_Given entries_

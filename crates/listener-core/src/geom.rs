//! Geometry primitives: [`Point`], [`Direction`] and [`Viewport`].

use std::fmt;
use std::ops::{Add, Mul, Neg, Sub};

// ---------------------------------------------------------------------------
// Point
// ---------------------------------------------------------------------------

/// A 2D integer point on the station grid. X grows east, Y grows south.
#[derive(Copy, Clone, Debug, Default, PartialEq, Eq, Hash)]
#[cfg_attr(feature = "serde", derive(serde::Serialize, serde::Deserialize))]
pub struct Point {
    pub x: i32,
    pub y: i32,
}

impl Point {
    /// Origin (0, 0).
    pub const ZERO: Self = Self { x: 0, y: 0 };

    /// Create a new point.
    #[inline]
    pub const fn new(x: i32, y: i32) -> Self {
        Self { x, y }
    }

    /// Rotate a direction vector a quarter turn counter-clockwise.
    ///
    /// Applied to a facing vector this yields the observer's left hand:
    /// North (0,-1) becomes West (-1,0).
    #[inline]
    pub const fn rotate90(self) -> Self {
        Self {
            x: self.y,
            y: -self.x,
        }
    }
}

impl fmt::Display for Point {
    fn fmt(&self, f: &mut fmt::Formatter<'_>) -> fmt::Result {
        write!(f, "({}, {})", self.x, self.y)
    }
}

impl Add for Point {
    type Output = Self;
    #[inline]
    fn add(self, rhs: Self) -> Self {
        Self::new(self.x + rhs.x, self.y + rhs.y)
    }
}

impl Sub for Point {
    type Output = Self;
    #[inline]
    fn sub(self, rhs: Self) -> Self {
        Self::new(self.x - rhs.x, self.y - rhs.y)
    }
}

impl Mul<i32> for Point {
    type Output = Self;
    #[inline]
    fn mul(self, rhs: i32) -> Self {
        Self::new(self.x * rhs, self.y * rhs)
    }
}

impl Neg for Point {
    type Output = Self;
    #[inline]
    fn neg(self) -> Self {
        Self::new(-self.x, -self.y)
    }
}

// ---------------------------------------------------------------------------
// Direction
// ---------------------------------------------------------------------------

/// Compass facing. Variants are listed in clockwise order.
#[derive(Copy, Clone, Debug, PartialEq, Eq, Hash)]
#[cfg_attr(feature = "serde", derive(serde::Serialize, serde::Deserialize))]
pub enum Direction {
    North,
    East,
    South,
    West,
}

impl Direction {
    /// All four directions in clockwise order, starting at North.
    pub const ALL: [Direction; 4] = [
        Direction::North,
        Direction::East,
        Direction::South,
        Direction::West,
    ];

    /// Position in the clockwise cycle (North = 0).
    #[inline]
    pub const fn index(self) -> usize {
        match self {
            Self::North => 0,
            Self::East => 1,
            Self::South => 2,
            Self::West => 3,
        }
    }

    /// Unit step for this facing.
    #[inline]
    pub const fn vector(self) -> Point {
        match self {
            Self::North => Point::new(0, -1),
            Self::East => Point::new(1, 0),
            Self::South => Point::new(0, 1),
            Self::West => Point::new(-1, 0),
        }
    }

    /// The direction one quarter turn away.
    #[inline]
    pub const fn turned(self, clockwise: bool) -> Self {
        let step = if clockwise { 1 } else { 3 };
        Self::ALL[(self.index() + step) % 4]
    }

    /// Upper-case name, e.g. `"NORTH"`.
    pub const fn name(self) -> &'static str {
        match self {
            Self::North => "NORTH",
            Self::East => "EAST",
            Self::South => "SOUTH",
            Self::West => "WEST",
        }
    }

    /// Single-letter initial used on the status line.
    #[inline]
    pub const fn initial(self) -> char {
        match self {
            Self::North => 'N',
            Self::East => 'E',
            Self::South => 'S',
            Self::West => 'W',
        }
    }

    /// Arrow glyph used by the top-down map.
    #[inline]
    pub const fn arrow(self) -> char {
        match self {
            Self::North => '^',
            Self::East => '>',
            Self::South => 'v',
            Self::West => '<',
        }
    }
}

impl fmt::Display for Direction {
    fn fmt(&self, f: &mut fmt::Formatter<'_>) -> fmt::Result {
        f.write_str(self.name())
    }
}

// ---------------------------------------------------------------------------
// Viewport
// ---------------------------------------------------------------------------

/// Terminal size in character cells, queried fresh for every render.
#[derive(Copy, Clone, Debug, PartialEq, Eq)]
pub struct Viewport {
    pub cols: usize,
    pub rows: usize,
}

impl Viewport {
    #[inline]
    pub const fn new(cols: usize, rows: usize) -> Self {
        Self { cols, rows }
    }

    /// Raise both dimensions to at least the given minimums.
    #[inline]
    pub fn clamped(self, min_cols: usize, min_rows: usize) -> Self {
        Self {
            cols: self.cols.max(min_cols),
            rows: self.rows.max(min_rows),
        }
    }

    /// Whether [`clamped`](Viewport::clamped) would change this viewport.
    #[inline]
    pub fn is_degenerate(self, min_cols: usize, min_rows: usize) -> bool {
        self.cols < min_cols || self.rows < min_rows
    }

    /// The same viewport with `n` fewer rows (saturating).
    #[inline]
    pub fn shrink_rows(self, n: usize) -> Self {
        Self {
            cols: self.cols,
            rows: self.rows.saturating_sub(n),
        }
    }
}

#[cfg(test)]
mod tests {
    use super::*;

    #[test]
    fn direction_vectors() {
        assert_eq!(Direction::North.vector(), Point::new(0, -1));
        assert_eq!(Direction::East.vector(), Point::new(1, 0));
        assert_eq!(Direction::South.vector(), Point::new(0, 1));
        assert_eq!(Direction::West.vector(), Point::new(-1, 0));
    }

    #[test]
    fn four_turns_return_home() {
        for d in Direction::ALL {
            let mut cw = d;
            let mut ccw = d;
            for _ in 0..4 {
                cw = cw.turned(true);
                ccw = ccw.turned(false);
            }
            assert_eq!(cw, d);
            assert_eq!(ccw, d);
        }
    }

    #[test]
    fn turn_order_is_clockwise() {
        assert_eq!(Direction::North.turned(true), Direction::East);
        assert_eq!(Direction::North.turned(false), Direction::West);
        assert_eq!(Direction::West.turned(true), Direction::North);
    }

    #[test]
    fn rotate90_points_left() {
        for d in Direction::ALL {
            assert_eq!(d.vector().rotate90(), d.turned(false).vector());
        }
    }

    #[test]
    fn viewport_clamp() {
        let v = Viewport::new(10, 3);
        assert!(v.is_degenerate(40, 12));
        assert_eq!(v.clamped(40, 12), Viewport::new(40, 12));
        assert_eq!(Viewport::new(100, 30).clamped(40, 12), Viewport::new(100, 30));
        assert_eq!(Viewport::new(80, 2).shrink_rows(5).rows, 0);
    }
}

_Problem requirements_
Give back exactly the lines above, from the line containing "a new point." through the line containing "#[derive(Copy, Clone, Debug, PartialEq, Eq, Hash)]", with both end lines and nothing more.

_Task answer_
    /// Create a new point.
    #[inline]
    pub const fn new(x: i32, y: i32) -> Self {
        Self { x, y }
    }

    /// Rotate a direction vector a quarter turn counter-clockwise.
    ///
    /// Applied to a facing vector this yields the observer's left hand:
    /// North (0,-1) becomes West (-1,0).
    #[inline]
    pub const fn rotate90(self) -> Self {
        Self {
            x: self.y,
            y: -self.x,
        }
    }
}

impl fmt::Display for Point {
    fn fmt(&self, f: &mut fmt::Formatter<'_>) -> fmt::Result {
        write!(f, "({}, {})", self.x, self.y)
    }
}

impl Add for Point {
    type Output = Self;
    #[inline]
    fn add(self, rhs: Self) -> Self {
        Self::new(self.x + rhs.x, self.y + rhs.y)
    }
}

impl Sub for Point {
    type Output = Self;
    #[inline]
    fn sub(self, rhs: Self) -> Self {
        Self::new(self.x - rhs.x, self.y - rhs.y)
    }
}

impl Mul<i32> for Point {
    type Output = Self;
    #[inline]
    fn mul(self, rhs: i32) -> Self {
        Self::new(self.x * rhs, self.y * rhs)
    }
}

impl Neg for Point {
    type Output = Self;
    #[inline]
    fn neg(self) -> Self {
        Self::new(-self.x, -self.y)
    }
}

// ---------------------------------------------------------------------------
// Direction
// ---------------------------------------------------------------------------

/// Compass facing. Variants are listed in clockwise order.
#[derive(Copy, Clone, Debug, PartialEq, Eq, Hash)]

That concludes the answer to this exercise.